[Stored items]
--------

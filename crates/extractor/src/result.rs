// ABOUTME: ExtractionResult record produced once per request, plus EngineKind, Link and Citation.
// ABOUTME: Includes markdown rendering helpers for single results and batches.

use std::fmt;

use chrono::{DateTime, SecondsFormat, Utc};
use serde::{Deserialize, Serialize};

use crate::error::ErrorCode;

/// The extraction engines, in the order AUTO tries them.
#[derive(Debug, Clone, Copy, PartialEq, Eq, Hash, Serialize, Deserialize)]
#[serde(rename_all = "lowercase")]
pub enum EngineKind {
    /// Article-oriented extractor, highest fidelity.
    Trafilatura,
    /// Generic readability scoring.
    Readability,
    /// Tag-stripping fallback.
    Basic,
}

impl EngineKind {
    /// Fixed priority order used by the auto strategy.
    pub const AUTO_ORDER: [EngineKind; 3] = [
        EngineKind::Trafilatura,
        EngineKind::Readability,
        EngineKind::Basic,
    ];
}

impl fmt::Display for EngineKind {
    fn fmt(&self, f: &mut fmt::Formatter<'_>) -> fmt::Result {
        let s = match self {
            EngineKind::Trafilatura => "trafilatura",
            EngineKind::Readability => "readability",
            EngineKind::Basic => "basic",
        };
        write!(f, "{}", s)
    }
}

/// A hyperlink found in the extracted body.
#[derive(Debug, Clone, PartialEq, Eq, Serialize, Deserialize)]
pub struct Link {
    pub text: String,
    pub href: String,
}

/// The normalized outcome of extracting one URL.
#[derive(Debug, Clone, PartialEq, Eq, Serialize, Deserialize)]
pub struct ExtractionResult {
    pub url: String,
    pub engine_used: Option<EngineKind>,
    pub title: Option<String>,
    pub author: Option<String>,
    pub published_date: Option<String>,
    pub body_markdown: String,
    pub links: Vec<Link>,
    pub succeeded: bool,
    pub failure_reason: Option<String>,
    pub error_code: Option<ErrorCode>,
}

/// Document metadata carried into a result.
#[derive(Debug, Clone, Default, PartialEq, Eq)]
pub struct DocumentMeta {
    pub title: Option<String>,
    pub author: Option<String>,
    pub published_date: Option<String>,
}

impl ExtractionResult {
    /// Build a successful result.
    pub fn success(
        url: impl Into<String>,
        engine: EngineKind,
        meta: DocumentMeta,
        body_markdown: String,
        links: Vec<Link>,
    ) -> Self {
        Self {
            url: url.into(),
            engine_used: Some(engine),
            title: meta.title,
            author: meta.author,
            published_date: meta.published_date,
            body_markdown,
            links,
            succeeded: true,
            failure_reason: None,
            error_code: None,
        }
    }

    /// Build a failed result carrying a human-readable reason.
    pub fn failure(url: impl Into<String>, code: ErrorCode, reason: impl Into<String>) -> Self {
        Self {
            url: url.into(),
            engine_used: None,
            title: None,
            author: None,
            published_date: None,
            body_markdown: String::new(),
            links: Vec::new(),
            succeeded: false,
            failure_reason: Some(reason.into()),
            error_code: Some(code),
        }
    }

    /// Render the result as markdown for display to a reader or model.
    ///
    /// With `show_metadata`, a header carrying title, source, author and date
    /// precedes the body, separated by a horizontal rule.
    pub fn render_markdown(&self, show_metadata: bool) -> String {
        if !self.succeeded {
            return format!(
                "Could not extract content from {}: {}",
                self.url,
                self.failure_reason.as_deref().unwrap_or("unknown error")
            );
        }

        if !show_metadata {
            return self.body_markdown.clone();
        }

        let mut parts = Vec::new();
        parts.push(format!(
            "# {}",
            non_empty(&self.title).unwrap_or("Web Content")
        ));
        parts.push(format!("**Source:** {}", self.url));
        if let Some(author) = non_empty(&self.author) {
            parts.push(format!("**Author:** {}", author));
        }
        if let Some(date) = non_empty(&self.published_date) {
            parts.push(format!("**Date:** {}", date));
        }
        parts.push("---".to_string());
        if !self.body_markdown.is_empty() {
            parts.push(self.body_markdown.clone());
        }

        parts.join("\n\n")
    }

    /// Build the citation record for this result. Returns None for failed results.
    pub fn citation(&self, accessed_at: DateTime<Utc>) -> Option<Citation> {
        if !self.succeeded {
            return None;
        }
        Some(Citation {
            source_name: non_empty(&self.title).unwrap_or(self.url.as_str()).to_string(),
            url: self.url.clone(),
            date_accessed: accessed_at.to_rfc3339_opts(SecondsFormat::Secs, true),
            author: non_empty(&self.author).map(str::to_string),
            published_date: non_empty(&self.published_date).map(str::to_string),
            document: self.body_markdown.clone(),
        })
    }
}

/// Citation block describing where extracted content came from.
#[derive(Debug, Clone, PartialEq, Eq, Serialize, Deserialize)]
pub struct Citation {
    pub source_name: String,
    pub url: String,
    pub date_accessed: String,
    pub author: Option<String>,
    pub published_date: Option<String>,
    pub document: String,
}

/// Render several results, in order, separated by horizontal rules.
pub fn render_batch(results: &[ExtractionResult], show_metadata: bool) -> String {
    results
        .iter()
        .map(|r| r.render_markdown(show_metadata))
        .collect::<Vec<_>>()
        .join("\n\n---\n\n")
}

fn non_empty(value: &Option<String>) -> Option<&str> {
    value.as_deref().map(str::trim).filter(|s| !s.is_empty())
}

--------

Action item: Retype all the records above without changing a word.

Solution for this problem:
filename crates/extractor/src/result.rs
// ABOUTME: ExtractionResult record produced once per request, plus EngineKind, Link and Citation.
// ABOUTME: Includes markdown rendering helpers for single results and batches.

use std::fmt;

use chrono::{DateTime, SecondsFormat, Utc};
use serde::{Deserialize, Serialize};

use crate::error::ErrorCode;

/// The extraction engines, in the order AUTO tries them.
#[derive(Debug, Clone, Copy, PartialEq, Eq, Hash, Serialize, Deserialize)]
#[serde(rename_all = "lowercase")]
pub enum EngineKind {
    /// Article-oriented extractor, highest fidelity.
    Trafilatura,
    /// Generic readability scoring.
    Readability,
    /// Tag-stripping fallback.
    Basic,
}

impl EngineKind {
    /// Fixed priority order used by the auto strategy.
    pub const AUTO_ORDER: [EngineKind; 3] = [
        EngineKind::Trafilatura,
        EngineKind::Readability,
        EngineKind::Basic,
    ];
}

impl fmt::Display for EngineKind {
    fn fmt(&self, f: &mut fmt::Formatter<'_>) -> fmt::Result {
        let s = match self {
            EngineKind::Trafilatura => "trafilatura",
            EngineKind::Readability => "readability",
            EngineKind::Basic => "basic",
        };
        write!(f, "{}", s)
    }
}

/// A hyperlink found in the extracted body.
#[derive(Debug, Clone, PartialEq, Eq, Serialize, Deserialize)]
pub struct Link {
    pub text: String,
    pub href: String,
}

/// The normalized outcome of extracting one URL.
#[derive(Debug, Clone, PartialEq, Eq, Serialize, Deserialize)]
pub struct ExtractionResult {
    pub url: String,
    pub engine_used: Option<EngineKind>,
    pub title: Option<String>,
    pub author: Option<String>,
    pub published_date: Option<String>,
    pub body_markdown: String,
    pub links: Vec<Link>,
    pub succeeded: bool,
    pub failure_reason: Option<String>,
    pub error_code: Option<ErrorCode>,
}

/// Document metadata carried into a result.
#[derive(Debug, Clone, Default, PartialEq, Eq)]
pub struct DocumentMeta {
    pub title: Option<String>,
    pub author: Option<String>,
    pub published_date: Option<String>,
}

impl ExtractionResult {
    /// Build a successful result.
    pub fn success(
        url: impl Into<String>,
        engine: EngineKind,
        meta: DocumentMeta,
        body_markdown: String,
        links: Vec<Link>,
    ) -> Self {
        Self {
            url: url.into(),
            engine_used: Some(engine),
            title: meta.title,
            author: meta.author,
            published_date: meta.published_date,
            body_markdown,
            links,
            succeeded: true,
            failure_reason: None,
            error_code: None,
        }
    }

    /// Build a failed result carrying a human-readable reason.
    pub fn failure(url: impl Into<String>, code: ErrorCode, reason: impl Into<String>) -> Self {
        Self {
            url: url.into(),
            engine_used: None,
            title: None,
            author: None,
            published_date: None,
            body_markdown: String::new(),
            links: Vec::new(),
            succeeded: false,
            failure_reason: Some(reason.into()),
            error_code: Some(code),
        }
    }

    /// Render the result as markdown for display to a reader or model.
    ///
    /// With `show_metadata`, a header carrying title, source, author and date
    /// precedes the body, separated by a horizontal rule.
    pub fn render_markdown(&self, show_metadata: bool) -> String {
        if !self.succeeded {
            return format!(
                "Could not extract content from {}: {}",
                self.url,
                self.failure_reason.as_deref().unwrap_or("unknown error")
            );
        }

        if !show_metadata {
            return self.body_markdown.clone();
        }

        let mut parts = Vec::new();
        parts.push(format!(
            "# {}",
            non_empty(&self.title).unwrap_or("Web Content")
        ));
        parts.push(format!("**Source:** {}", self.url));
        if let Some(author) = non_empty(&self.author) {
            parts.push(format!("**Author:** {}", author));
        }
        if let Some(date) = non_empty(&self.published_date) {
            parts.push(format!("**Date:** {}", date));
        }
        parts.push("---".to_string());
        if !self.body_markdown.is_empty() {
            parts.push(self.body_markdown.clone());
        }

        parts.join("\n\n")
    }

    /// Build the citation record for this result. Returns None for failed results.
    pub fn citation(&self, accessed_at: DateTime<Utc>) -> Option<Citation> {
        if !self.succeeded {
            return None;
        }
        Some(Citation {
            source_name: non_empty(&self.title).unwrap_or(self.url.as_str()).to_string(),
            url: self.url.clone(),
            date_accessed: accessed_at.to_rfc3339_opts(SecondsFormat::Secs, true),
            author: non_empty(&self.author).map(str::to_string),
            published_date: non_empty(&self.published_date).map(str::to_string),
            document: self.body_markdown.clone(),
        })
    }
}

/// Citation block describing where extracted content came from.
#[derive(Debug, Clone, PartialEq, Eq, Serialize, Deserialize)]
pub struct Citation {
    pub source_name: String,
    pub url: String,
    pub date_accessed: String,
    pub author: Option<String>,
    pub published_date: Option<String>,
    pub document: String,
}

/// Render several results, in order, separated by horizontal rules.
pub fn render_batch(results: &[ExtractionResult], show_metadata: bool) -> String {
    results
        .iter()
        .map(|r| r.render_markdown(show_metadata))
        .collect::<Vec<_>>()
        .join("\n\n---\n\n")
}

fn non_empty(value: &Option<String>) -> Option<&str> {
    value.as_deref().map(str::trim).filter(|s| !s.is_empty())
}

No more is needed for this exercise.